Assignment:
Give the lines again, unchanged, starting with the line containing "let mut cloud = PointCloud::invalid(2, 1);" and ending with the last line of the data below.

[Source records]
>>>

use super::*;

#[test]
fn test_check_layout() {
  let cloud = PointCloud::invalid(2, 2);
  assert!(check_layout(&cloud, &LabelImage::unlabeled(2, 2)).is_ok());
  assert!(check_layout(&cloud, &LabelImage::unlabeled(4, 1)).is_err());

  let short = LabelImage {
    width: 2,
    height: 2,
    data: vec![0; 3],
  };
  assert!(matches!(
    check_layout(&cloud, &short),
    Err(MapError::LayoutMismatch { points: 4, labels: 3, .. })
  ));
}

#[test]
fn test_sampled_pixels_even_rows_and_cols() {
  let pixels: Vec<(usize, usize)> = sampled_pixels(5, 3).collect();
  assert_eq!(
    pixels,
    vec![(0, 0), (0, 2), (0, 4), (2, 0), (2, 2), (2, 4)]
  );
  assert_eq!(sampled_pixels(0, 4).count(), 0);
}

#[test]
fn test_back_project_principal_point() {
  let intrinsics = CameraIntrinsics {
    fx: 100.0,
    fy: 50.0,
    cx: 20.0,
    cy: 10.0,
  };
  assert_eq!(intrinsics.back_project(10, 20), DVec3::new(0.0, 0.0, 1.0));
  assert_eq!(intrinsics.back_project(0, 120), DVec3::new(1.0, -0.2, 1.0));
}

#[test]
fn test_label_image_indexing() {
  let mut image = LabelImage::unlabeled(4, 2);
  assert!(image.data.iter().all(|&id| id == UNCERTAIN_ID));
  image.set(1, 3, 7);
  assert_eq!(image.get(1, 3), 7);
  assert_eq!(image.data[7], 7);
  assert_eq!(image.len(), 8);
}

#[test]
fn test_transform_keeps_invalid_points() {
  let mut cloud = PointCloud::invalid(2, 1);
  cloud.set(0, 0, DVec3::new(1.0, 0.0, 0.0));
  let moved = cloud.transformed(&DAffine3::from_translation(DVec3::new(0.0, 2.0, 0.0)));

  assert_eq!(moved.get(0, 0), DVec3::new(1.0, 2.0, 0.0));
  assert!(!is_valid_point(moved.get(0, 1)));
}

<<<

Solution below:
  let mut cloud = PointCloud::invalid(2, 1);
  cloud.set(0, 0, DVec3::new(1.0, 0.0, 0.0));
  let moved = cloud.transformed(&DAffine3::from_translation(DVec3::new(0.0, 2.0, 0.0)));

  assert_eq!(moved.get(0, 0), DVec3::new(1.0, 2.0, 0.0));
  assert!(!is_valid_point(moved.get(0, 1)));
}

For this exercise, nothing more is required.